The problem lies in the do keyword.

One of my expressions is a call expression that also accepts an optional do block for callbacks, e.g:

function_call() do print("callback") end

That in turns seems to cause the shift/reduce conflict in the while loop's do keyword.

So if i do:

while call() do stuff() end

It instead tries to match the do with the function call and messes up the entire parsing.

Ruby has a very similar syntax, but it seems to correctly favor the do keyword for the while loop rather than the expression. in Ruby you can put the callback in parenthesis if needed, which is ideally how I'd want to solve this too:

while (call() do stuff() end) do more_stuff() end

How do I get over this? I messed around a lot with operator precedence definitions but nothing seemed to work, how would you solve this? How did ruby manage to do it right?
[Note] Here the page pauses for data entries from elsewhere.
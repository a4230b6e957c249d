//! Telemetry gatherer: turns collaborator data into decision inputs.
//!
//! Nothing here decides anything; it reads the fleet, the queue, and the
//! agent list, and joins agents to instances by network name.

use tracing::{debug, warn};

use spotgrid_core::{AgentRecord, FleetState, InstanceMap, QueueSnapshot};

use crate::error::{FleetResult, ServerResult};
use crate::ports::{BuildQueue, FleetApi};

/// Read the fleet's capacity, state, and live instances.
///
/// The returned instance map has every instance marked idle; call
/// [`classify_agents`] to mark the busy ones.
pub async fn read_fleet(api: &dyn FleetApi, fleet_id: &str) -> FleetResult<FleetState> {
    let description = api.describe_fleet(fleet_id).await?;
    let instance_ids = api.describe_fleet_instances(fleet_id).await?;

    let mut instances = InstanceMap::new();
    // An empty id list would describe every instance in the account.
    if !instance_ids.is_empty() {
        for described in api.describe_instances(&instance_ids).await? {
            if described.private_dns_name.is_empty() {
                debug!(instance = %described.instance_id, "instance has no network name yet");
                continue;
            }
            instances.insert(&described.private_dns_name, &described.instance_id);
        }
    }

    let state = FleetState {
        target_capacity: description.target_capacity,
        active_capacity: u32::try_from(instance_ids.len()).unwrap_or(u32::MAX),
        request_state: description.state,
        instances,
    };

    if !state.is_active() {
        warn!(
            fleet = fleet_id,
            state = %state.request_state,
            "fleet request is not active"
        );
    }

    debug!(
        fleet = fleet_id,
        target = state.target_capacity,
        active = state.active_capacity,
        named = state.instances.len(),
        "fleet state read"
    );

    Ok(state)
}

/// Read the build queue as of `now_ms`.
pub async fn read_queue(queue: &dyn BuildQueue, now_ms: u64) -> ServerResult<QueueSnapshot> {
    let items = queue.queued_items().await?;
    let snapshot = QueueSnapshot::from_items(&items, now_ms);
    debug!(
        queued = snapshot.queued,
        wait_minutes = ?snapshot.average_wait_minutes,
        "queue read"
    );
    Ok(snapshot)
}

/// Mark instances with a busy agent and count fleet agents.
///
/// Returns the number of agents whose join-key matches a live instance.
pub fn classify_agents(instances: &mut InstanceMap, agents: &[AgentRecord]) -> u32 {
    let mut fleet_agents = 0;
    for agent in agents {
        let key = agent.join_key();
        if !instances.contains(&key) {
            continue;
        }
        fleet_agents += 1;
        if agent.busy {
            instances.mark_busy(&key);
        }
    }

    if (fleet_agents as usize) < instances.len() {
        warn!(
            agents = fleet_agents,
            instances = instances.len(),
            "fewer fleet agents than instances; agent installation may have failed \
             or the cycle interval is too short"
        );
    }

    fleet_agents
}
Here's a complete grammar that reproduces the issue:

%token IDENT DO END WHILE

%%

program:
       %empty
       |
       stmts
       ;

stmts:
     stmt
     |
     stmts ';' stmt
     |
     stmts ';'
     ;

opt_stmts:
         %empty
         |
         stmts
         ;

opt_semi:
        %empty
        |
        ';'
        ;

term:
    ';'
    |
    DO opt_semi
    ;

while_loop:
          WHILE expr term opt_stmts END
          |
          WHILE term opt_stmts END
          ;

stmt:
    expr
    |
    while_loop
    ;

expr:
    IDENT
    |
    call
    |
    '(' expr ')'
    ;

do_block:
        DO '|' args '|' opt_stmts END
        |
        DO opt_stmts END
        ;

call:
    IDENT '(' args ')'
    |
    IDENT '(' args ')' do_block
    |
    IDENT do_block
    ;

args:
    %empty
    |
    expr
    |
    args ',' expr
    |
    args ','
    ;

%%

Side note: I'm using Jison which is a bison clone for JavaScript as I'm writing a compiler for JavaScript, however that shouldn't be a problem as this is a general grammar issue and the above minimal snippet I wrote has been ran through original Bison as well.


Solution

  • You've identified the problem -- the ambiguity of a DO that might be part of a WHILE..DO or might be part of a call-DO. This is particularly hard, as the DO is optional in both cases, but the syntax is such that some DOs might only associate with a WHILE or a call depending on various things after them, which means that the non-ambiguous cases can't be identified without more lookahead anyways. It also runs into some LALR vs LR issues that also make it tough (and also mean that you can't use precedence to solve it.)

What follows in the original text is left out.